_Dataset records_
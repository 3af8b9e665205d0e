//! Tracing and metrics setup.

use anyhow::{Context, Result};
use metrics_exporter_prometheus::PrometheusBuilder;
use std::net::SocketAddr;
use tracing::{info, level_filters::LevelFilter};
use tracing_subscriber::EnvFilter;

/// Installs the global tracing subscriber.
///
/// `verbosity` raises the default level from `INFO`; `RUST_LOG` directives take precedence.
pub(crate) fn init_tracing_subscriber(verbosity: u8) -> Result<()> {
    let level = match verbosity {
        0 => LevelFilter::INFO,
        1 => LevelFilter::DEBUG,
        _ => LevelFilter::TRACE,
    };
    let filter = EnvFilter::builder()
        .with_default_directive(level.into())
        .from_env()
        .context("invalid RUST_LOG directives")?;

    tracing_subscriber::fmt()
        .with_env_filter(filter)
        .try_init()
        .map_err(|err| anyhow::anyhow!(err))
        .context("failed to install the tracing subscriber")
}

/// Serves Prometheus metrics on `addr` and registers the indexer metrics.
pub(crate) fn init_prometheus_server(addr: SocketAddr) -> Result<()> {
    PrometheusBuilder::new()
        .with_http_listener(addr)
        .install()
        .context("failed to install the prometheus exporter")?;
    unitscan_core::Metrics::init();

    info!(target: "prometheus", "Serving metrics at: http://{addr}");
    Ok(())
}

_Problem statement_
Return every record above exactly as it appears.

_Answer_
repository 3af8b9e665205d0e
//! Tracing and metrics setup.

use anyhow::{Context, Result};
use metrics_exporter_prometheus::PrometheusBuilder;
use std::net::SocketAddr;
use tracing::{info, level_filters::LevelFilter};
use tracing_subscriber::EnvFilter;

/// Installs the global tracing subscriber.
///
/// `verbosity` raises the default level from `INFO`; `RUST_LOG` directives take precedence.
pub(crate) fn init_tracing_subscriber(verbosity: u8) -> Result<()> {
    let level = match verbosity {
        0 => LevelFilter::INFO,
        1 => LevelFilter::DEBUG,
        _ => LevelFilter::TRACE,
    };
    let filter = EnvFilter::builder()
        .with_default_directive(level.into())
        .from_env()
        .context("invalid RUST_LOG directives")?;

    tracing_subscriber::fmt()
        .with_env_filter(filter)
        .try_init()
        .map_err(|err| anyhow::anyhow!(err))
        .context("failed to install the tracing subscriber")
}

/// Serves Prometheus metrics on `addr` and registers the indexer metrics.
pub(crate) fn init_prometheus_server(addr: SocketAddr) -> Result<()> {
    PrometheusBuilder::new()
        .with_http_listener(addr)
        .install()
        .context("failed to install the prometheus exporter")?;
    unitscan_core::Metrics::init();

    info!(target: "prometheus", "Serving metrics at: http://{addr}");
    Ok(())
}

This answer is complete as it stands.